* **What is needed**: The data should be restated word for word, in full.
----------------------------------------
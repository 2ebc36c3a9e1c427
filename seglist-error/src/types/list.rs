use std::any::Any;

use thiserror::Error;

use crate::{ErrorExt, StatusCode};

pub type ListResult<T> = Result<T, ListError>;

/// Ошибки сегментированного списка.
///
/// Все ошибки синхронные и возникают до любой мутации: проверка границ и
/// аргументов выполняется первой.
#[derive(Debug, Clone, PartialEq, Eq, Error)]
pub enum ListError {
    /// Недопустимый аргумент (например, отрицательный размер фрагмента).
    #[error("Invalid argument '{name}': {value}")]
    InvalidArgument { name: &'static str, value: i64 },
    /// Источник элементов отсутствует.
    #[error("Missing source sequence for {operation}")]
    NullInput { operation: &'static str },
    /// Индекс вне допустимого диапазона.
    #[error("Index {index} out of range for length {len}")]
    IndexOutOfRange { index: usize, len: usize },
}

impl ErrorExt for ListError {
    fn status_code(&self) -> StatusCode {
        match self {
            Self::InvalidArgument { .. } => StatusCode::InvalidArgs,
            Self::NullInput { .. } => StatusCode::MissingInput,
            Self::IndexOutOfRange { .. } => StatusCode::IndexOutOfBounds,
        }
    }

    fn as_any(&self) -> &dyn Any {
        self
    }
}
use std::fmt;

use num_enum::TryFromPrimitive;
#[cfg(feature = "serde_repr")]
use serde_repr::{Deserialize_repr, Serialize_repr};
#[cfg(feature = "strum")]
use strum_macros::{AsRefStr, EnumIter};

/// Коды статуса для категоризации ошибок.
///
/// # Диапазоны:
/// - 0xxx: Успех
/// - 1xxx: Общие ошибки и ошибки аргументов
/// - 2xxx: Ошибки данных (индексы, отсутствующий ввод, инварианты)
/// - 6xxx: Ввод-вывод
///
/// `num_enum::TryFromPrimitive` даёт `TryFrom<u32>`, поэтому код можно
/// передавать числом (например, в JSON-отчёте бенчмарка) и восстанавливать
/// обратно.
#[cfg_attr(feature = "strum", derive(AsRefStr, EnumIter))]
#[cfg_attr(feature = "serde_repr", derive(Serialize_repr, Deserialize_repr))]
#[derive(Debug, Clone, Copy, PartialEq, Eq, Hash, TryFromPrimitive)]
#[repr(u32)]
#[non_exhaustive]
pub enum StatusCode {
    // === 0xxx: Успех ===
    Success = 0,

    // === 1xxx: Общие ошибки ===
    Unknown = 1000,
    Unexpected = 1002,
    Internal = 1003,
    InvalidArgs = 1004,
    NotImplemented = 1005,
    InvalidConfig = 1006,

    // === 2xxx: Ошибки данных ===
    NotFound = 2000,
    InvalidValue = 2004,
    IndexOutOfBounds = 2006,
    MissingInput = 2010,
    InvariantViolation = 2011,

    // === 6xxx: IO ===
    Io = 6000,
}

#[derive(Debug, Clone, Copy, PartialEq, Eq)]
pub enum LogLevel {
    Trace,
    Debug,
    Info,
    Warn,
    Error,
}

////////////////////////////////////////////////////////////////////////////////
// Собственные методы
////////////////////////////////////////////////////////////////////////////////

impl StatusCode {
    /// Числовое представление кода статуса.
    pub const fn code(self) -> u32 {
        self as u32
    }

    /// Пытается получить вариант `StatusCode` из `u32`.
    pub fn from_u32(v: u32) -> Option<Self> {
        Self::try_from(v).ok()
    }

    /// Вернёт `true`, если переданный `code` означает успешный результат.
    pub fn is_success(code: u32) -> bool {
        Self::Success as u32 == code
    }

    /// Ошибка вызывающей стороны: неверный аргумент, индекс или пустой ввод.
    ///
    /// Такие ошибки предотвращаются проверкой предусловий до вызова.
    pub fn is_caller_error(&self) -> bool {
        matches!(
            self,
            Self::InvalidArgs
                | Self::InvalidValue
                | Self::IndexOutOfBounds
                | Self::MissingInput
                | Self::NotFound
                | Self::InvalidConfig
        )
    }

    /// Внутренняя ошибка: нарушение инварианта или сбой окружения.
    pub fn is_internal_error(&self) -> bool {
        matches!(
            self,
            Self::Unknown
                | Self::Unexpected
                | Self::Internal
                | Self::InvariantViolation
                | Self::Io
        )
    }

    /// Требуется ли логировать как критическую ошибку.
    pub fn is_critical(&self) -> bool {
        matches!(self, Self::Internal | Self::InvariantViolation)
    }

    /// Рекомендуемый уровень логирования для данного кода.
    pub fn log_level(&self) -> LogLevel {
        match self {
            Self::Success => LogLevel::Trace,
            Self::NotFound => LogLevel::Debug,
            Self::InvalidArgs
            | Self::InvalidValue
            | Self::IndexOutOfBounds
            | Self::MissingInput
            | Self::InvalidConfig => LogLevel::Info,
            Self::Internal | Self::InvariantViolation => LogLevel::Error,
            _ => LogLevel::Warn,
        }
    }
}

////////////////////////////////////////////////////////////////////////////////
// Общие реализации трейтов для StatusCode
////////////////////////////////////////////////////////////////////////////////

impl From<StatusCode> for u32 {
    fn from(c: StatusCode) -> Self {
        c.code()
    }
}

impl fmt::Display for StatusCode {
    fn fmt(
        &self,
        f: &mut fmt::Formatter<'_>,
    ) -> fmt::Result {
        #[cfg(feature = "strum")]
        {
            write!(f, "{} ({})", self.as_ref(), self.code())
        }
        #[cfg(not(feature = "strum"))]
        {
            write!(f, "{:?} ({})", self, self.code())
        }
    }
}

////////////////////////////////////////////////////////////////////////////////
// Тесты
////////////////////////////////////////////////////////////////////////////////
----------------------------------------
* **Solution**:
repository 2ebc36c3a9e1c427
filename seglist-error/src/types/list.rs
use std::any::Any;

use thiserror::Error;

use crate::{ErrorExt, StatusCode};

pub type ListResult<T> = Result<T, ListError>;

/// Ошибки сегментированного списка.
///
/// Все ошибки синхронные и возникают до любой мутации: проверка границ и
/// аргументов выполняется первой.
#[derive(Debug, Clone, PartialEq, Eq, Error)]
pub enum ListError {
    /// Недопустимый аргумент (например, отрицательный размер фрагмента).
    #[error("Invalid argument '{name}': {value}")]
    InvalidArgument { name: &'static str, value: i64 },
    /// Источник элементов отсутствует.
    #[error("Missing source sequence for {operation}")]
    NullInput { operation: &'static str },
    /// Индекс вне допустимого диапазона.
    #[error("Index {index} out of range for length {len}")]
    IndexOutOfRange { index: usize, len: usize },
}

impl ErrorExt for ListError {
    fn status_code(&self) -> StatusCode {
        match self {
            Self::InvalidArgument { .. } => StatusCode::InvalidArgs,
            Self::NullInput { .. } => StatusCode::MissingInput,
            Self::IndexOutOfRange { .. } => StatusCode::IndexOutOfBounds,
        }
    }

    fn as_any(&self) -> &dyn Any {
        self
    }
}
use std::fmt;

use num_enum::TryFromPrimitive;
#[cfg(feature = "serde_repr")]
use serde_repr::{Deserialize_repr, Serialize_repr};
#[cfg(feature = "strum")]
use strum_macros::{AsRefStr, EnumIter};

/// Коды статуса для категоризации ошибок.
///
/// # Диапазоны:
/// - 0xxx: Успех
/// - 1xxx: Общие ошибки и ошибки аргументов
/// - 2xxx: Ошибки данных (индексы, отсутствующий ввод, инварианты)
/// - 6xxx: Ввод-вывод
///
/// `num_enum::TryFromPrimitive` даёт `TryFrom<u32>`, поэтому код можно
/// передавать числом (например, в JSON-отчёте бенчмарка) и восстанавливать
/// обратно.
#[cfg_attr(feature = "strum", derive(AsRefStr, EnumIter))]
#[cfg_attr(feature = "serde_repr", derive(Serialize_repr, Deserialize_repr))]
#[derive(Debug, Clone, Copy, PartialEq, Eq, Hash, TryFromPrimitive)]
#[repr(u32)]
#[non_exhaustive]
pub enum StatusCode {
    // === 0xxx: Успех ===
    Success = 0,

    // === 1xxx: Общие ошибки ===
    Unknown = 1000,
    Unexpected = 1002,
    Internal = 1003,
    InvalidArgs = 1004,
    NotImplemented = 1005,
    InvalidConfig = 1006,

    // === 2xxx: Ошибки данных ===
    NotFound = 2000,
    InvalidValue = 2004,
    IndexOutOfBounds = 2006,
    MissingInput = 2010,
    InvariantViolation = 2011,

    // === 6xxx: IO ===
    Io = 6000,
}

#[derive(Debug, Clone, Copy, PartialEq, Eq)]
pub enum LogLevel {
    Trace,
    Debug,
    Info,
    Warn,
    Error,
}

////////////////////////////////////////////////////////////////////////////////
// Собственные методы
////////////////////////////////////////////////////////////////////////////////

impl StatusCode {
    /// Числовое представление кода статуса.
    pub const fn code(self) -> u32 {
        self as u32
    }

    /// Пытается получить вариант `StatusCode` из `u32`.
    pub fn from_u32(v: u32) -> Option<Self> {
        Self::try_from(v).ok()
    }

    /// Вернёт `true`, если переданный `code` означает успешный результат.
    pub fn is_success(code: u32) -> bool {
        Self::Success as u32 == code
    }

    /// Ошибка вызывающей стороны: неверный аргумент, индекс или пустой ввод.
    ///
    /// Такие ошибки предотвращаются проверкой предусловий до вызова.
    pub fn is_caller_error(&self) -> bool {
        matches!(
            self,
            Self::InvalidArgs
                | Self::InvalidValue
                | Self::IndexOutOfBounds
                | Self::MissingInput
                | Self::NotFound
                | Self::InvalidConfig
        )
    }

    /// Внутренняя ошибка: нарушение инварианта или сбой окружения.
    pub fn is_internal_error(&self) -> bool {
        matches!(
            self,
            Self::Unknown
                | Self::Unexpected
                | Self::Internal
                | Self::InvariantViolation
                | Self::Io
        )
    }

    /// Требуется ли логировать как критическую ошибку.
    pub fn is_critical(&self) -> bool {
        matches!(self, Self::Internal | Self::InvariantViolation)
    }

    /// Рекомендуемый уровень логирования для данного кода.
    pub fn log_level(&self) -> LogLevel {
        match self {
            Self::Success => LogLevel::Trace,
            Self::NotFound => LogLevel::Debug,
            Self::InvalidArgs
            | Self::InvalidValue
            | Self::IndexOutOfBounds
            | Self::MissingInput
            | Self::InvalidConfig => LogLevel::Info,
            Self::Internal | Self::InvariantViolation => LogLevel::Error,
            _ => LogLevel::Warn,
        }
    }
}

////////////////////////////////////////////////////////////////////////////////
// Общие реализации трейтов для StatusCode
////////////////////////////////////////////////////////////////////////////////

impl From<StatusCode> for u32 {
    fn from(c: StatusCode) -> Self {
        c.code()
    }
}

impl fmt::Display for StatusCode {
    fn fmt(
        &self,
        f: &mut fmt::Formatter<'_>,
    ) -> fmt::Result {
        #[cfg(feature = "strum")]
        {
            write!(f, "{} ({})", self.as_ref(), self.code())
        }
        #[cfg(not(feature = "strum"))]
        {
            write!(f, "{:?} ({})", self, self.code())
        }
    }
}

////////////////////////////////////////////////////////////////////////////////
// Тесты
////////////////////////////////////////////////////////////////////////////////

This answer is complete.